L'ondata di maltempo in Molise ha messo in luce problemi nei collegamenti e nel sistema sanitario. Il Presidente Roberti chiede un potenziamento degli ospedali di Campobasso, Isernia e Termoli per garantire sicurezza e accessibilità.
Criticità sanitarie post maltempo in Molise
Le recenti avversità meteorologiche hanno lasciato strascichi significativi sul territorio molisano. Le conseguenze si estendono anche al sistema sanitario regionale. Il Presidente della Regione, Francesco Roberti, ha affrontato la questione in un'informativa al consiglio regionale. Ha inviato una comunicazione ufficiale al Ministro della Salute, Orazio Schillaci. La richiesta è rivolta anche all'Agenas e al Ministero dell'Economia. L'obiettivo è una revisione della rete ospedaliera esistente. La situazione attuale non permette più di assicurare la sicurezza dei territori di confine.
Le aree interessate vanno dal basso all'alto Molise. Si includono anche zone del basso Abruzzo e dell'alta Puglia. I collegamenti stradali in queste zone soffrono di gravi criticità. Frane e smottamenti hanno causato interruzioni e rallentamenti. I tempi di percorrenza si sono inevitabilmente allungati. Questo rende più difficile l'accesso ai servizi essenziali.
Richiesta di potenziamento strutture ospedaliere
Il Governatore ha spiegato le sue richieste per il futuro prossimo. «Abbiamo chiesto che per i prossimi tre anni», ha dichiarato Roberti. «Dovremo avere la possibilità di potenziare gli ospedali di Campobasso, Isernia e Termoli». Questo potenziamento è visto come una soluzione strategica. Permetterebbe ad altre regioni in difficoltà di accedere alle strutture molisane. Gli ospedali diventerebbero punti di riferimento centrali. Coprirebbero aree dell'alta Puglia e del basso Abruzzo. La riprogrammazione della rete ospedaliera è quindi fondamentale. Bisogna adattarsi alle nuove esigenze territoriali. Non è più il momento di pensare a chiusure di presidi sanitari. Al contrario, è necessario favorire aperture e soprattutto il rafforzamento delle strutture esistenti. Questa è la conclusione del Presidente Roberti.
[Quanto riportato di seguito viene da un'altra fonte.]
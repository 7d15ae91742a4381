//! `flotilla-deploy`: a concurrent schema-migration and content-seeding engine for
//! SQL Server / Azure SQL Database.
//!
//! The engine applies two kinds of artifacts to one or more target databases in
//! parallel: phase-aware schema migrations (`Pre`/`Core`/`Post`, for zero-downtime
//! deploys) and dependency-ordered content seeds. A [`session::Session`] fans work
//! out across a [`target::TargetGroup`] under layered [`limiter::Limiter`]s, while
//! [`plan`]/[`migration_applicator`] and [`seed_graph`]/[`seed_applicator`] handle
//! the two artifact kinds respectively, both talking to a target through the
//! [`connection::TargetConnection`] contract.

pub mod connection;
pub mod console;
pub mod deployment;
pub mod discovery;
pub mod error;
pub mod limiter;
pub mod migration;
pub mod migration_applicator;
pub mod migration_loader;
pub mod plan;
pub mod preprocess;
pub mod seed;
pub mod seed_applicator;
pub mod seed_graph;
pub mod seed_parser;
pub mod session;
pub mod target;

pub use crate::connection::{ConnectionFactory, RunId, TargetConnection, WhatIfConnectionFactory};
pub use crate::console::{ApplyKind, Console, Disposition, FileConsole, NullConsole};
pub use crate::deployment::DeploymentApplicator;
pub use crate::error::{ArgumentError, ConnectionError, MigrationError, SeedError, SessionError, SessionFailure, TaggedError};
pub use crate::limiter::{CompositeLimiter, Limiter, LimiterError, LimiterScope, NullLimiter, SemaphoreLimiter};
pub use crate::migration::{Migration, MigrationState, Phase};
pub use crate::plan::MigrationPlan;
pub use crate::seed::{LoadedSeed, Seed, SeedModule};
pub use crate::seed_graph::SeedGraph;
pub use crate::session::{Session, SessionOptions, TargetApplicator};
pub use crate::target::{Credential, Target, TargetGroup, TargetSource};

#[cfg(feature = "tiberius-driver")]
pub use crate::connection::tiberius_driver::SqlTargetConnection;
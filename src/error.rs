//! Error types for the deployment engine.
//!
//! Each layer of the engine gets its own small `thiserror` enum rather than a single
//! monolithic kind, since callers generally want to match on "this was a migration
//! planning problem" vs. "this was a seed dependency problem" vs. "this was a
//! connection failure" separately.

use crate::migration::Phase;

/// A problem with a caller-supplied argument. Never counted toward a session's
/// tolerated error budget; these indicate a programming mistake by the caller.
#[derive(Debug, thiserror::Error)]
pub enum ArgumentError {
    #[error("target group must not contain a null target")]
    NullTarget,
    #[error("parallelism limit must be positive or zero (zero means \"use logical CPU count\")")]
    InvalidParallelism,
    #[error("unknown value {0:?} for enum argument")]
    UnknownEnumValue(String),
}

/// Failure to connect to, or execute a batch against, a target database.
#[derive(Debug, thiserror::Error)]
#[error("{context}: {source}")]
pub struct ConnectionError {
    pub context: String,
    #[source]
    pub source: Box<dyn std::error::Error + Send + Sync + 'static>,
}

impl ConnectionError {
    pub fn new(
        context: impl Into<String>,
        source: impl std::error::Error + Send + Sync + 'static,
    ) -> Self {
        ConnectionError {
            context: context.into(),
            source: Box::new(source),
        }
    }
}

/// A validation or execution failure while planning or applying schema migrations.
#[derive(Debug, thiserror::Error)]
pub enum MigrationError {
    #[error("the migration dependency graph does not permit cycles")]
    Cycle,
    #[error("migration {migration} depends on {dependency}, which is not a known migration")]
    UnresolvedDependency { migration: String, dependency: String },
    #[error("migration {migration} depends on itself")]
    SelfDependency { migration: String },
    #[error(
        "migration {migration} depends on {dependency}, which is ordered after it; \
         forward dependencies are not allowed"
    )]
    ForwardDependency { migration: String, dependency: String },
    #[error(
        "migration {migration} cannot satisfy its dependencies without reapplying phase {phase:?}, \
         which has already been applied"
    )]
    Incomplete { migration: String, phase: Phase },
    #[error(
        "migration {migration} blocks application in phase {current_phase:?}: its required {phase:?} \
         content has not been applied yet"
    )]
    PhaseOutOfOrder { migration: String, phase: Phase, current_phase: Phase },
    #[error("migration {migration} content has changed since it was applied")]
    HashChanged { migration: String },
    #[error("error executing migration {migration} in phase {phase:?}")]
    Execution {
        migration: String,
        phase: Phase,
        #[source]
        source: ConnectionError,
    },
}

/// A validation or execution failure while applying a content seed.
#[derive(Debug, thiserror::Error)]
pub enum SeedError {
    #[error("the topic '{0}' is required but not provided by any module")]
    UnprovidedTopic(String),
    #[error("the dependency graph does not permit cycles")]
    Cycle,
    #[error("error executing seed module {module}")]
    Execution {
        module: String,
        #[source]
        source: ConnectionError,
    },
}

/// The union of failures a single target apply can produce.
#[derive(Debug, thiserror::Error)]
pub enum SessionFailure {
    #[error(transparent)]
    Migration(#[from] MigrationError),
    #[error(transparent)]
    Seed(#[from] SeedError),
    #[error(transparent)]
    Connection(#[from] ConnectionError),
}

/// A per-target failure annotated with the target's canonical display name.
///
/// This is the Rust replacement for the source design's "stash the target name in an
/// auxiliary exception data map": the annotation is a struct field instead of a
/// best-effort side channel, so it can never be silently dropped.
#[derive(Debug, thiserror::Error)]
#[error("{target}: {error}")]
pub struct TaggedError {
    pub target: String,
    #[source]
    pub error: SessionFailure,
}

impl TaggedError {
    pub fn new(target: impl Into<String>, error: impl Into<SessionFailure>) -> Self {
        TaggedError {
            target: target.into(),
            error: error.into(),
        }
    }
}

/// The outcome of [`crate::session::Session::complete_applying`].
#[derive(Debug, thiserror::Error)]
pub enum SessionError {
    /// The session was cancelled, either externally or by crossing `MaxErrorCount`.
    /// No additional errors are reported: cancellation short-circuits aggregation.
    #[error("deployment session was cancelled")]
    Cancelled,
    /// Exactly one target failed.
    #[error("{0}")]
    Single(TaggedError),
    /// More than one target failed; ordered by arrival.
    #[error("{} targets failed: {}", .0.len(), format_aggregate(.0))]
    Aggregate(Vec<TaggedError>),
}

fn format_aggregate(errors: &[TaggedError]) -> String {
    errors
        .iter()
        .map(|e| e.target.as_str())
        .collect::<Vec<_>>()
        .join(", ")
}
Sicurezza e accessibilità territoriale
La priorità assoluta è garantire la sicurezza dei cittadini. Le criticità nei collegamenti stradali rappresentano un ostacolo concreto. Frane e smottamenti rendono impraticabili alcune vie di comunicazione. Questo impatta direttamente sull'accesso alle cure mediche. L'allungamento dei tempi di percorrenza può essere determinante in situazioni di emergenza. Il potenziamento degli ospedali di Campobasso, Isernia e Termoli è una risposta a queste problematiche. Le strutture diventano più resilienti e capaci di gestire un maggior afflusso di pazienti. La loro posizione baricentrica le rende strategiche. Possono servire un bacino d'utenza più ampio. Questo include anche aree extra-regionali. La visione è quella di una rete sanitaria integrata e forte. Una rete che possa rispondere efficacemente alle emergenze e alle necessità quotidiane. La chiusura di strutture non è più una soluzione praticabile. Il futuro richiede investimenti e miglioramenti.
Domande e Risposte
Perché il maltempo ha causato problemi agli ospedali del Molise?
Il maltempo ha causato problemi agli ospedali del Molise principalmente a causa delle criticità nei collegamenti stradali. Frane e smottamenti hanno reso difficili gli spostamenti, compromettendo l'accessibilità alle strutture sanitarie e la capacità di risposta in caso di emergenza. Inoltre, la situazione ha evidenziato la necessità di rafforzare le strutture esistenti per garantire una maggiore sicurezza territoriale.
Quali ospedali del Molise necessitano di potenziamento secondo il Presidente Roberti?
Secondo il Presidente Francesco Roberti, gli ospedali che necessitano di potenziamento sono quelli di Campobasso, Isernia e Termoli. L'obiettivo è renderli più efficienti e capaci di servire non solo il Molise, ma anche aree limitrofe dell'alta Puglia e del basso Abruzzo, fungendo da punti di riferimento sanitari strategici.